──────── Data

//! The top-level job orchestrator.

use super::merge::merge;
use super::request::{job_input, validate, ExtractionRequest};
use super::response::JobResponse;
use super::staging::StagingArea;
use crate::backend::{ExtractionBackend, ExtractionSchema};
use crate::config::WorkerConfig;
use crate::error::{ExtractError, ValidationError};
use crate::output::{DocumentContent, DocumentProvenance, ExtractionResult};
use crate::pipeline::{ExtractionContext, PageExtractionPipeline};
use crate::supervisor::ServerState;
use futures::FutureExt;
use serde_json::Value;
use std::panic::AssertUnwindSafe;
use std::sync::Arc;
use std::time::Instant;
use tokio::sync::watch;
use tracing::{error, info, warn};

/// Validates, stages, runs and answers one job at a time per call.
///
/// Holds no per-request state, so one handler may serve concurrent calls;
/// each call stages into its own temp directory.
pub struct JobHandler {
    backend: Arc<dyn ExtractionBackend>,
    readiness: watch::Receiver<ServerState>,
    config: WorkerConfig,
}

impl JobHandler {
    /// `readiness` is usually [`crate::ServerProcessHandle::subscribe`]; use
    /// [`ServerState::ready_signal`] when no supervised server is involved.
    pub fn new(
        backend: Arc<dyn ExtractionBackend>,
        readiness: watch::Receiver<ServerState>,
        config: WorkerConfig,
    ) -> Self {
        Self {
            backend,
            readiness,
            config,
        }
    }

    pub fn config(&self) -> &WorkerConfig {
        &self.config
    }

    /// Check the raw payload and build the typed request.
    pub fn validate(&self, payload: &Value) -> Result<ExtractionRequest, ValidationError> {
        validate(payload, &self.config)
    }

    /// Decode every document into a fresh staging area.
    ///
    /// On failure whatever was already staged is cleaned up before the
    /// error is returned.
    pub async fn stage(&self, request: &ExtractionRequest) -> Result<StagingArea, ExtractError> {
        let mut area = StagingArea::create(self.config.temp_root.as_deref())?;
        for (index, doc) in request.files.iter().enumerate() {
            if let Err(e) = area.stage(index, doc).await {
                let report = area.cleanup();
                if !report.is_complete() {
                    warn!(
                        "Partial staging cleanup incomplete: {}/{} deleted",
                        report.deleted, report.allocated
                    );
                }
                return Err(e);
            }
        }
        Ok(area)
    }

    /// Run the pipeline over every staged document and merge the results.
    pub async fn invoke(
        &self,
        request: &ExtractionRequest,
        staging: &StagingArea,
    ) -> Result<ExtractionResult, ExtractError> {
        let state = *self.readiness.borrow();
        if state != ServerState::Ready {
            return Err(ExtractError::ServerNotReady { state });
        }

        let schema = ExtractionSchema::from_request(request);
        let ctx = ExtractionContext {
            schema: &schema,
            model: &request.model_name,
            max_img_size: request.max_img_size,
            scratch_dir: staging.path(),
        };
        let pipeline = PageExtractionPipeline::new(self.backend.as_ref(), &self.config);

        let mut contents: Vec<DocumentContent> = Vec::new();
        let mut provenance = Vec::with_capacity(staging.resources().len());
        let mut first_doc_error: Option<String> = None;

        for resource in staging.resources() {
            match pipeline.run(&resource.path, &resource.document, &ctx).await {
                Ok(content) => {
                    provenance.push(DocumentProvenance {
                        filename: content.document.clone(),
                        num_pages: content.page_count,
                        failed_pages: content.failed_pages(),
                        content: content.content.clone(),
                        error: None,
                    });
                    contents.push(content);
                }
                Err(e) => {
                    warn!("Skipping document '{}': {}", resource.document, e);
                    first_doc_error.get_or_insert_with(|| e.to_string());
                    provenance.push(DocumentProvenance {
                        filename: resource.document.clone(),
                        num_pages: 0,
                        failed_pages: Vec::new(),
                        content: String::new(),
                        error: Some(e.to_string()),
                    });
                }
            }
        }

        if contents.is_empty() {
            return Err(ExtractError::NoDocumentsProcessed {
                total: staging.resources().len(),
                first_error: first_doc_error.unwrap_or_else(|| "no documents staged".to_string()),
            });
        }

        if contents.iter().all(DocumentContent::all_failed) {
            let pages = contents.iter().map(|c| c.page_count).sum();
            let first_error = contents
                .iter()
                .flat_map(|c| c.pages.iter())
                .find_map(|p| p.error())
                .map(|e| e.to_string())
                .unwrap_or_default();
            return Err(ExtractError::BackendCall { pages, first_error });
        }

        let refs: Vec<&DocumentContent> = contents.iter().collect();
        let (fields, tables) = merge(request, &refs);

        Ok(ExtractionResult {
            fields,
            tables,
            documents: provenance,
        })
    }

    /// Process one job payload end to end. Never fails; errors become
    /// failure envelopes. Staged files are removed on every path.
    pub async fn handle(&self, job: &Value) -> JobResponse {
        let started = Instant::now();
        let payload = job_input(job);

        let request = match self.validate(payload) {
            Ok(r) => r,
            Err(e) => {
                warn!("Rejected job: {}", e);
                return JobResponse::failure(&e.into());
            }
        };
        info!(
            "Job: {} document(s), {} field(s), {} table(s), model {}",
            request.files.len(),
            request.fields.len(),
            request.tables.len(),
            request.model_name
        );

        let staging = match self.stage(&request).await {
            Ok(s) => s,
            Err(e) => {
                error!("Staging failed: {}", e);
                return JobResponse::failure(&e);
            }
        };

        let outcome = AssertUnwindSafe(self.invoke(&request, &staging))
            .catch_unwind()
            .await;

        let report = staging.cleanup();
        if report.is_complete() && report.warnings.is_empty() {
            info!("Cleaned up {} staged file(s)", report.deleted);
        } else {
            warn!(
                "Cleanup deleted {}/{} staged file(s) with {} warning(s)",
                report.deleted,
                report.allocated,
                report.warnings.len()
            );
        }

        let result = match outcome {
            Ok(result) => result,
            Err(panic) => Err(ExtractError::Internal(format!(
                "extraction panicked: {}",
                panic_message(panic.as_ref())
            ))),
        };

        match result {
            Ok(result) => {
                info!(
                    "Job done in {:.1}s: {} field(s), {} table row(s)",
                    started.elapsed().as_secs_f64(),
                    result.fields.len(),
                    result.tables.len()
                );
                JobResponse::success(
                    result,
                    request.fields.len(),
                    request.tables.len(),
                    request.model_name.clone(),
                )
            }
            Err(e) => {
                error!("Job failed: {}", e);
                JobResponse::failure(&e)
            }
        }
    }
}

fn panic_message(payload: &(dyn std::any::Any + Send)) -> String {
    if let Some(s) = payload.downcast_ref::<&str>() {
        (*s).to_string()
    } else if let Some(s) = payload.downcast_ref::<String>() {
        s.clone()
    } else {
        "unknown panic".to_string()
    }
}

────────────────

Reproduce exactly, please, only the lines from the start of the data above to the line that contains "use serde_json::Value;", with both ends kept.

//! The top-level job orchestrator.

use super::merge::merge;
use super::request::{job_input, validate, ExtractionRequest};
use super::response::JobResponse;
use super::staging::StagingArea;
use crate::backend::{ExtractionBackend, ExtractionSchema};
use crate::config::WorkerConfig;
use crate::error::{ExtractError, ValidationError};
use crate::output::{DocumentContent, DocumentProvenance, ExtractionResult};
use crate::pipeline::{ExtractionContext, PageExtractionPipeline};
use crate::supervisor::ServerState;
use futures::FutureExt;
use serde_json::Value;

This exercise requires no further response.